For a v1, I’m attempting to automate a solution to delete accounts that have no timeline data and haven’t been active in at least 2 years. There’s actually a lot of accounts that fit this criteria: about 25% of users that sign up never create a single event. Spread out over 11 years, and the number is pretty high.

Preceden isn’t set up to handle this type of thing well. Users have timelines, timelines have layers, layers have events. And some timelines have collaborators, some users have teams, and some users are set up as teachers with student sub-accounts. Iterating over each user and performing the necessary queries puts a ton of strain on the database, causing performance issues for people actively using it. And I haven’t tracked last active date in the past, adding further complication.

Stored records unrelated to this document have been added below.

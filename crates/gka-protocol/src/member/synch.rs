//! Token round and termination.
//!
//! The last admitted member sends the token to member 1. Each holder
//! fetches whatever successor values it is missing, cascades to the full
//! group key and passes the token on. When it comes back to the last
//! member every member holds the key, and FINISH is broadcast until all
//! members acknowledged or the finish timeout fires.
use tracing::{debug, info, warn};

use crate::message::{Message, SynchToken};
use crate::runtime::{Effect, ProtocolEvent};
use crate::scheduler::Task;
use crate::types::{successor, Endpoint};

use super::StrMember;

impl StrMember {
    pub(super) fn handle_synch_token(&mut self, msg: SynchToken, from: Endpoint) -> Vec<Effect> {
        let mut out = Vec::new();
        if self.finished || self.finish_received {
            return out;
        }
        let Some(id) = self.member_id else {
            return out;
        };
        self.note_assigned_sender(from);

        let target = msg.target_member_id;
        if target == id {
            if !self.synch_token_received {
                self.synch_token_received = true;
                info!(member_id = id, %from, "token received");
                out.push(Effect::Emit(ProtocolEvent::TokenReceived { from }));
            }
            if id == self.member_count() {
                if !self.finishing {
                    self.start_finish(&mut out);
                }
            } else if self.synch_finished {
                // The sender missed our hand-off and keeps repeating.
                let token = self.token(successor(id, self.member_count()));
                self.unicast(&mut out, from, token);
            } else {
                self.cascade(&mut out);
                self.advance_synch(&mut out);
            }
            return out;
        }

        let next = successor(id, self.member_count());
        // The last member repeats its opening token until member 1 answers,
        // so its tokens say nothing about our hand-off. FINISH does.
        if next == self.member_count() {
            return out;
        }
        let forwarded_by_successor = target == successor(next, self.member_count())
            || self.members.id_of(&from) == Some(next);
        if forwarded_by_successor {
            self.successor_has_token(&mut out);
        }
        out
    }

    /// Stop repeating the token once our successor has it.
    pub(super) fn successor_has_token(&mut self, out: &mut Vec<Effect>) {
        if !self.token_forwarded || self.synch_finished {
            return;
        }
        debug!(member_id = ?self.member_id, "successor holds the token");
        self.synch_finished = true;
        self.cancel(out, Task::SynchToken);
    }

    /// Start repeating the token towards our successor.
    pub(super) fn forward_token(&mut self, out: &mut Vec<Effect>) {
        let Some(next) = self.successor() else {
            return;
        };
        self.token_forwarded = true;
        let token = self.token(next);
        self.repeat(out, Task::SynchToken, token);
    }

    /// Token holder: pass the token on once complete, otherwise ask for the
    /// missing successor values.
    pub(super) fn advance_synch(&mut self, out: &mut Vec<Effect>) {
        if !self.synch_token_received || self.finishing || self.finish_received || self.finished {
            return;
        }
        if self.complete() {
            self.cancel(out, Task::SynchRequest);
            if !self.synch_finished {
                self.forward_token(out);
            }
            return;
        }
        let missing = self.missing_successors();
        if missing.is_empty() {
            return;
        }
        debug!(?missing, "fetching successor values");
        let request = self.info_request(missing);
        self.repeat(out, Task::SynchRequest, Message::MemberInfoSynchRequest(request));
    }

    fn start_finish(&mut self, out: &mut Vec<Effect>) {
        info!("token returned, finishing");
        self.finishing = true;
        self.cancel(out, Task::SynchToken);
        self.repeat(out, Task::Finish, Message::Finish);
        self.armed.insert(Task::FinishTimeout);
        out.push(Effect::Schedule {
            task: Task::FinishTimeout,
            delay: self.config.finish_timeout,
        });
    }

    pub(super) fn handle_finish(&mut self, from: Endpoint) -> Vec<Effect> {
        let mut out = Vec::new();
        if self.finished || self.finishing {
            return out;
        }
        if self.member_id.is_none() {
            warn!(%from, "FINISH before being admitted, giving up");
            self.finish(&mut out);
            return out;
        }
        self.finish_received = true;
        if !self.complete() {
            warn!(
                keys_computed = self.keys_computed,
                "FINISH received without the full group key"
            );
        }
        self.unicast(&mut out, from, Message::FinishAck);
        self.finish(&mut out);
        out
    }

    pub(super) fn handle_finish_ack(&mut self, from: Endpoint) -> Vec<Effect> {
        let mut out = Vec::new();
        if !self.finishing || self.finished {
            return out;
        }
        if self.finish_acks.insert(from) {
            debug!(%from, acks = self.finish_acks.len(), "FINISH acknowledged");
        }
        if self.finish_acks.len() + 1 >= self.member_count() as usize {
            self.cancel(&mut out, Task::FinishTimeout);
            self.cancel(&mut out, Task::Finish);
            self.finish(&mut out);
        }
        out
    }
}

#[cfg(test)]
mod tests {
    use super::super::test_support::*;
    use crate::message::{Message, Response, SynchToken};
    use crate::protocol::KeyAgreementProtocol;
    use crate::runtime::{Effect, ProtocolEvent};
    use crate::scheduler::Task;

    /// Two members, both holding the key; returns (member 1, member 2).
    fn pair() -> (super::StrMember, super::StrMember) {
        let mut s = member(1, 2, true);
        let mut j = member(2, 2, false);
        s.on_start();
        j.on_start();
        let effects = s.on_request(
            crate::message::Request {
                required_service: 7,
                requester_public_value: j.public_value().clone(),
            },
            ep(2),
        );
        let response = sent(&effects)
            .into_iter()
            .find_map(|m| match m {
                Message::Response(r) => Some(r.clone()),
                _ => None,
            })
            .unwrap();
        j.on_response(response, ep(1));
        (s, j)
    }

    fn token(target: u16) -> SynchToken {
        SynchToken {
            target_member_id: target,
        }
    }

    #[test]
    fn token_round_ends_in_finish() {
        let (mut s, mut j) = pair();

        let effects = s.on_synch_token(token(1), ep(2));
        assert!(has_event(&effects, |e| matches!(e, ProtocolEvent::TokenReceived { .. })));
        assert!(matches!(
            sent(&effects)[..],
            [Message::SynchToken(SynchToken { target_member_id: 2 })]
        ));

        let effects = j.on_synch_token(token(2), ep(1));
        assert!(effects.contains(&Effect::Cancel(Task::SynchToken)));
        assert!(matches!(sent(&effects)[..], [Message::Finish]));
        assert!(schedules(&effects, Task::FinishTimeout));

        let effects = s.on_finish(ep(2));
        assert!(s.is_finished());
        assert!(effects.contains(&Effect::Unicast {
            to: ep(2),
            message: Message::FinishAck
        }));
        assert_eq!(effects.last(), Some(&Effect::Terminate));

        let effects = j.on_finish_ack(ep(1));
        assert!(j.is_finished());
        assert!(effects.contains(&Effect::Cancel(Task::FinishTimeout)));
        assert_eq!(s.group_secret(), j.group_secret());
    }

    #[test]
    fn token_is_repeated_until_successor_takes_it() {
        let (_, mut j) = pair();
        let effects = j.on_timer(Task::SynchToken);
        assert!(matches!(sent(&effects)[..], [Message::SynchToken(_)]));

        // Member 1 forwards to member 2 which is us: that ends the round.
        j.on_synch_token(token(2), ep(1));
        assert!(j.on_timer(Task::SynchToken).is_empty());
    }

    #[test]
    fn forwarded_token_stops_repeat() {
        let mut m = member(1, 4, true);
        m.on_start();
        m.member_id = Some(2);
        m.synch_token_received = true;
        let mut out = Vec::new();
        m.forward_token(&mut out);
        assert!(schedules(&out, Task::SynchToken));

        // Member 3 passes it to member 4.
        let effects = m.on_synch_token(token(4), ep(3));
        assert!(effects.contains(&Effect::Cancel(Task::SynchToken)));
        assert!(m.synch_finished);
    }

    /// Sponsor admits `joiner` as `at` and returns the RESPONSE.
    fn admit(sponsor: &mut super::StrMember, joiner: &super::StrMember, at: u8) -> Response {
        let effects = sponsor.on_request(
            crate::message::Request {
                required_service: 7,
                requester_public_value: joiner.public_value().clone(),
            },
            ep(at),
        );
        sent(&effects)
            .into_iter()
            .find_map(|m| match m {
                Message::Response(r) => Some(r.clone()),
                _ => None,
            })
            .unwrap()
    }

    /// Three members, all holding the key, member 3 repeating token(1).
    fn trio() -> (super::StrMember, super::StrMember, super::StrMember) {
        let mut s = member(1, 3, true);
        let mut a = member(2, 3, false);
        let mut b = member(3, 3, false);
        s.on_start();
        let r2 = admit(&mut s, &a, 2);
        a.on_response(r2.clone(), ep(1));
        let r3 = admit(&mut a, &b, 3);
        b.on_response(r2, ep(1));
        b.on_response(r3.clone(), ep(2));
        s.on_response(r3, ep(2));
        assert!(s.group_secret().is_some());
        assert!(b.armed.contains(&Task::SynchToken));
        (s, a, b)
    }

    fn tokens_to(effects: &[Effect], target: u16) -> usize {
        sent(effects)
            .into_iter()
            .filter(|m| matches!(m, Message::SynchToken(t) if t.target_member_id == target))
            .count()
    }

    #[test]
    fn last_members_opening_token_is_not_a_handoff() {
        let (_, mut a, _) = trio();
        a.on_synch_token(token(2), ep(1));
        assert!(a.armed.contains(&Task::SynchToken));

        // Member 3 still repeats the token it opened the round with.
        let effects = a.on_synch_token(token(1), ep(3));
        assert!(effects.is_empty());
        assert!(!a.synch_finished);
        let effects = a.on_timer(Task::SynchToken);
        assert_eq!(tokens_to(&effects, 3), 1);
    }

    #[test]
    fn repeated_token_is_answered_after_handoff() {
        let (mut s, _, mut b) = trio();
        s.on_synch_token(token(1), ep(3));
        s.on_synch_token(token(3), ep(2));
        assert!(s.synch_finished);

        // Member 3 never saw the hand-off and repeats token(1).
        let effects = s.on_synch_token(token(1), ep(3));
        assert!(effects.contains(&Effect::Unicast {
            to: ep(3),
            message: Message::SynchToken(token(2)),
        }));

        let effects = b.on_synch_token(token(2), ep(1));
        assert!(effects.contains(&Effect::Cancel(Task::SynchToken)));
        assert!(b.on_timer(Task::SynchToken).is_empty());
    }

    /// Member 2's hand-off to member 3 is lost while member 1 already saw
    /// it and member 2 overhears member 3's opening token.
    #[test]
    fn lost_handoff_to_last_member_still_finishes() {
        let (mut s, mut a, mut b) = trio();
        s.on_synch_token(token(1), ep(3));
        let effects = a.on_synch_token(token(2), ep(1));
        assert_eq!(tokens_to(&effects, 3), 1);
        // ...that token(3) is lost, but member 1 overhears a repeat of it.
        s.on_synch_token(token(3), ep(2));
        assert!(s.synch_finished);
        a.on_synch_token(token(1), ep(3));

        // Member 2 keeps repeating until member 3 has it.
        let effects = a.on_timer(Task::SynchToken);
        assert_eq!(tokens_to(&effects, 3), 1);
        let effects = b.on_synch_token(token(3), ep(2));
        assert!(matches!(sent(&effects)[..], [Message::Finish]));

        for m in [&mut s, &mut a] {
            let effects = m.on_finish(ep(3));
            assert!(m.is_finished());
            b.on_finish_ack(m.local_endpoint());
            assert_eq!(effects.last(), Some(&Effect::Terminate));
        }
        assert!(b.is_finished());
        assert_eq!(s.group_secret(), b.group_secret());
        assert_eq!(a.group_secret(), b.group_secret());
    }

    #[test]
    fn finishing_member_does_not_reopen_the_round() {
        let (_, _, mut b) = trio();
        b.on_synch_token(token(3), ep(2));
        assert!(b.finishing);
        let effects = b.on_member_info_synch_response(
            crate::message::MemberInfoResponse {
                offered_service: 7,
                member_id: 1,
                public_value: crate::crypto::PublicValue::from_bytes(vec![9; 32]),
            },
            ep(1),
        );
        assert_eq!(tokens_to(&effects, 1), 0);
    }

    #[test]
    fn foreign_token_before_forwarding_is_ignored() {
        let (mut s, _) = pair();
        // Token meant for someone else while we never held it.
        let effects = s.on_synch_token(token(2), ep(2));
        assert!(effects.is_empty());
        assert!(!s.synch_finished);
    }

    #[test]
    fn incomplete_holder_requests_missing_values() {
        let mut s = member(1, 3, true);
        let j = member(2, 3, false);
        s.on_start();
        s.on_request(
            crate::message::Request {
                required_service: 7,
                requester_public_value: j.public_value().clone(),
            },
            ep(2),
        );
        // Member 3 was admitted but we missed its RESPONSE.
        let effects = s.on_synch_token(token(1), ep(3));
        assert!(matches!(
            sent(&effects)[..],
            [Message::MemberInfoSynchRequest(r)] if r.requested_member_ids == vec![3]
        ));
        assert!(schedules(&effects, Task::SynchRequest));
    }

    #[test]
    fn finish_timeout_terminates_without_acks() {
        let (_, mut j) = pair();
        let effects = j.on_synch_token(token(2), ep(1));
        assert!(schedules(&effects, Task::FinishTimeout));

        let effects = j.on_timer(Task::Finish);
        assert!(matches!(sent(&effects)[..], [Message::Finish]));

        let effects = j.on_timer(Task::FinishTimeout);
        assert!(j.is_finished());
        assert_eq!(effects.last(), Some(&Effect::Terminate));
    }

    #[test]
    fn unassigned_member_stops_on_finish() {
        let mut straggler = member(3, 2, false);
        straggler.on_start();
        let effects = straggler.on_finish(ep(2));
        assert!(straggler.is_finished());
        assert!(sent(&effects).is_empty());
        assert!(straggler.group_secret().is_none());
    }
}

And for v2, I want to handle situations where users have timeline data, and that’s going to require notifying them, giving them some time to log in and indicate they want to keep using it, or to export their data if interested, etc. Lots of and lots of complexity here and it all has to be done super carefully: don’t want to ever delete any accounts accidentally.

This is all solvable, just taking some time to work through it one issue at a time.

What I’m watching

Better Call Saul on Netflix:

I loved Breaking Bad back in the day, but never got into this spinoff. Finally started watching it and am really enjoying it.

What I’m (not) doomscrolling

Twitter.

I got into a bad habit the last few years of keeping Tweetbot open during the day and scrolling through tweets every 10-15 minutes throughout the day. It was largely driven by following politics on Twitter, ugh.

I recently got a new Macbook and decided not to install Tweetbot. It’s a hard habit to break, but I’ve definitely noticed my anxiety level decrease recently and I think not having Twitter open all day has contributed to that. It definitely helps that Biden won the presidency and Twitter politics is a lot more boring now.

Thank goodness.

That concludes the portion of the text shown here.